Records from a data collection:
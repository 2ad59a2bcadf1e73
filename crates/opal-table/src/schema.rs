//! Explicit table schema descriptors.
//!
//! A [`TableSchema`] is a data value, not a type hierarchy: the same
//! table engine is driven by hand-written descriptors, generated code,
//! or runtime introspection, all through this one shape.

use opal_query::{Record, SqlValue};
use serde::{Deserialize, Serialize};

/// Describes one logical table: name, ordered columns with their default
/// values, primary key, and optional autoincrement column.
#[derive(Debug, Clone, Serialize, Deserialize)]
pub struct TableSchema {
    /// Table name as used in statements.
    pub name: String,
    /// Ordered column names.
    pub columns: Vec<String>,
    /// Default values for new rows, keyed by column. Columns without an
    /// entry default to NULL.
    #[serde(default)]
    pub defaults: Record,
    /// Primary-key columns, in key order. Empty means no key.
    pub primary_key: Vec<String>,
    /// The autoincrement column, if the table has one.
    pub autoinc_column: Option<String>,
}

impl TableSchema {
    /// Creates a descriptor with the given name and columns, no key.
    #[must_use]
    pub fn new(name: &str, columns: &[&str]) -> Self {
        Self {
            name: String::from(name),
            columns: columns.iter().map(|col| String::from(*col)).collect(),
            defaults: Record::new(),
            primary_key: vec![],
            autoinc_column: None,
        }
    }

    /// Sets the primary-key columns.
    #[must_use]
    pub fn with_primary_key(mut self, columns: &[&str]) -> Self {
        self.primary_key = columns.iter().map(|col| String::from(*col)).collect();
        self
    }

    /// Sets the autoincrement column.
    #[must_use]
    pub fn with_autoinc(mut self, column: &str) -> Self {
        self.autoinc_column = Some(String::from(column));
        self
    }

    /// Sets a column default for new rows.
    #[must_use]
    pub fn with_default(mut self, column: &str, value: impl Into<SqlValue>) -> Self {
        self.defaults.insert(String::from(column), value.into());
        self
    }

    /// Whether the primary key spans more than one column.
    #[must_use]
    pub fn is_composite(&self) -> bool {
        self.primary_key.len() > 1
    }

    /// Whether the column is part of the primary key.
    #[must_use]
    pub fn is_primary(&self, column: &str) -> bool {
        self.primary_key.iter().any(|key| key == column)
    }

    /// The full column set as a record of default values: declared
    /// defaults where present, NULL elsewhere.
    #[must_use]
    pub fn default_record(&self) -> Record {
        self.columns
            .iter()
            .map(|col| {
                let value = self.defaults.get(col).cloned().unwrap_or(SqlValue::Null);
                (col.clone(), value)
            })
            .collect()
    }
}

■ Problem to work on: Line by line, retype all the entries exactly as they are shown.

■ Response area:
repository 2ad59a2bcadf1e73
filename crates/opal-table/src/schema.rs
//! Explicit table schema descriptors.
//!
//! A [`TableSchema`] is a data value, not a type hierarchy: the same
//! table engine is driven by hand-written descriptors, generated code,
//! or runtime introspection, all through this one shape.

use opal_query::{Record, SqlValue};
use serde::{Deserialize, Serialize};

/// Describes one logical table: name, ordered columns with their default
/// values, primary key, and optional autoincrement column.
#[derive(Debug, Clone, Serialize, Deserialize)]
pub struct TableSchema {
    /// Table name as used in statements.
    pub name: String,
    /// Ordered column names.
    pub columns: Vec<String>,
    /// Default values for new rows, keyed by column. Columns without an
    /// entry default to NULL.
    #[serde(default)]
    pub defaults: Record,
    /// Primary-key columns, in key order. Empty means no key.
    pub primary_key: Vec<String>,
    /// The autoincrement column, if the table has one.
    pub autoinc_column: Option<String>,
}

impl TableSchema {
    /// Creates a descriptor with the given name and columns, no key.
    #[must_use]
    pub fn new(name: &str, columns: &[&str]) -> Self {
        Self {
            name: String::from(name),
            columns: columns.iter().map(|col| String::from(*col)).collect(),
            defaults: Record::new(),
            primary_key: vec![],
            autoinc_column: None,
        }
    }

    /// Sets the primary-key columns.
    #[must_use]
    pub fn with_primary_key(mut self, columns: &[&str]) -> Self {
        self.primary_key = columns.iter().map(|col| String::from(*col)).collect();
        self
    }

    /// Sets the autoincrement column.
    #[must_use]
    pub fn with_autoinc(mut self, column: &str) -> Self {
        self.autoinc_column = Some(String::from(column));
        self
    }

    /// Sets a column default for new rows.
    #[must_use]
    pub fn with_default(mut self, column: &str, value: impl Into<SqlValue>) -> Self {
        self.defaults.insert(String::from(column), value.into());
        self
    }

    /// Whether the primary key spans more than one column.
    #[must_use]
    pub fn is_composite(&self) -> bool {
        self.primary_key.len() > 1
    }

    /// Whether the column is part of the primary key.
    #[must_use]
    pub fn is_primary(&self, column: &str) -> bool {
        self.primary_key.iter().any(|key| key == column)
    }

    /// The full column set as a record of default values: declared
    /// defaults where present, NULL elsewhere.
    #[must_use]
    pub fn default_record(&self) -> Record {
        self.columns
            .iter()
            .map(|col| {
                let value = self.defaults.get(col).cloned().unwrap_or(SqlValue::Null);
                (col.clone(), value)
            })
            .collect()
    }
}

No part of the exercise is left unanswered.